The severe acute respiratory syndrome coronavirus 2 (SARS-CoV-2) pandemic has brought distinct challenges to the care of children and adolescents globally. Unusually for a respiratory viral infection, children and adolescents are at much lower risk from symptomatic coronavirus disease 2019 (COVID-19) than any other age group. The near-global closure of schools in response to the pandemic reflected the reasonable expectation from previous respiratory virus outbreaks that children would be a key component of the transmission chain. However, emerging evidence suggests that this is most likely not the case. A minority of children experience a postinfectious inflammatory syndrome, the pathology and long-term outcomes of which are poorly understood. However, relative to their risk of contracting disease, children and adolescents have been disproportionately affected by lockdown measures, and advocates of child health need to ensure that children's rights to health and social care, mental health support, and education are protected throughout subsequent pandemic waves.
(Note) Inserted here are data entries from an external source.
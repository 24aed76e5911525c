//! Init command

use std::path::PathBuf;

use clap::Args;
use countdown_core::config::defaults::{DEFAULT_CONFIG_TEMPLATE, DEFAULT_CONFIG_TOML};
use tracing::info;

use crate::cli::{output, Cli};
use crate::exit_codes;

/// Write a default configuration file
#[derive(Debug, Args)]
pub struct InitCommand {
    /// Force overwrite existing configuration
    #[arg(short, long)]
    pub force: bool,

    /// Output file path
    #[arg(short, long)]
    pub output: Option<PathBuf>,
}

impl InitCommand {
    /// Execute the init command
    pub fn execute(&self, cli: &Cli) -> anyhow::Result<i32> {
        info!(force = self.force, "executing init command");
        let cwd = std::env::current_dir()?;
        let config_path = self
            .output
            .clone()
            .unwrap_or_else(|| cwd.join(DEFAULT_CONFIG_TOML));

        if config_path.exists() && !self.force {
            anyhow::bail!(
                "Configuration file already exists at {}. Use --force to overwrite.",
                config_path.display()
            );
        }

        std::fs::write(&config_path, DEFAULT_CONFIG_TEMPLATE)?;

        if !cli.quiet {
            output::success(&format!(
                "Created {}",
                output::path_style().apply_to(config_path.display())
            ));
        }
        Ok(exit_codes::SUCCESS)
    }
}

#[cfg(test)]
mod tests {
    use super::*;
    use clap::Parser;
    use countdown_core::config::load_config;
    use tempfile::TempDir;

    #[test]
    fn test_written_template_loads() {
        let temp = TempDir::new().unwrap();
        let path = temp.path().join("countdown.toml");
        let cli = Cli::parse_from(["countdown", "--quiet", "init"]);
        let cmd = InitCommand {
            force: false,
            output: Some(path.clone()),
        };

        assert_eq!(cmd.execute(&cli).unwrap(), exit_codes::SUCCESS);
        let config = load_config(&path).unwrap();
        assert_eq!(config.tool.command, vec!["go".to_string()]);

        assert!(cmd.execute(&cli).is_err());
    }
}
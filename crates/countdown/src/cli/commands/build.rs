//! Build command

use std::path::PathBuf;

use clap::Args;
use countdown_tasks::BuildOptions;
use tracing::info;

use super::{print_run_header, runtime, RunArgs};
use crate::cli::{output, Cli};
use crate::exit_codes;

/// Build every unit into the bin directory
#[derive(Debug, Args)]
pub struct BuildCommand {
    #[command(flatten)]
    pub run: RunArgs,

    /// Directory receiving the binaries (overrides `build.bin_dir`)
    #[arg(long)]
    pub bin_dir: Option<PathBuf>,
}

impl BuildCommand {
    pub fn execute(&self, cli: &Cli) -> anyhow::Result<i32> {
        runtime()?.block_on(self.execute_async(cli))
    }

    async fn execute_async(&self, cli: &Cli) -> anyhow::Result<i32> {
        let cwd = std::env::current_dir()?;
        let mut config = cli.load_config(&cwd)?;
        if let Some(ref dir) = self.run.report_dir {
            config.reports.dir = dir.clone();
        }

        let name = self.run.name_or("build");
        info!(name = %name, units = ?self.run.units, "executing build command");
        print_run_header(cli, "Building units...", &name, &self.run);

        let mut opts = BuildOptions::new()
            .with_selectors(self.run.units.clone())
            .with_workers(self.run.workers);
        if let Some(ref dir) = self.bin_dir {
            opts = opts.with_bin_dir(dir);
        }

        let result = cli.pipeline(config, &cwd).build(&name, &opts).await?;
        output::print_run_result(cli, &name, &result)?;
        Ok(exit_codes::for_status(result.status))
    }
}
Evidence from contact-tracing studies suggest that children and teenagers are less susceptible to SARS-CoV-2 infection than adults; however, community swabbing and seroprevalence studies conducted outside of outbreak settings suggest that infection rates are similar to those in older age groups (1–3). Only half of children and teenagers with antibodies against SARS-CoV-2 have experienced symptoms, and there is growing evidence that there is a broad range of presentations, emphasizing the limitations of community-based prevalence studies based on testing only children with respiratory symptoms. Hospitalization for severe acute COVID-19 in children is rare, but among these pediatric inpatients, respiratory symptoms are more apparent than in infected children in the community (4). Case fatality in hospitalized children is, fortunately, relatively low at 1% (compared with 27% across all ages) (4).
The reason for the lower burden of symptomatic disease in children is not yet clear. Upper airway expression of angiotensin-converting enzyme 2 (ACE2), a receptor for the SARS-CoV-2 spike protein, increases with age, and higher ACE2 expression correlates with being positive for SARS-CoV-2 genomic RNA in swabs of upper respiratory tracts from symptomatic children, but not with viral load (5). An alternative proposal is the absence in children of maladaptive immune responses that lead to acute respiratory distress syndrome (ARDS) in older age groups (6), but there are likely other unidentified mechanisms.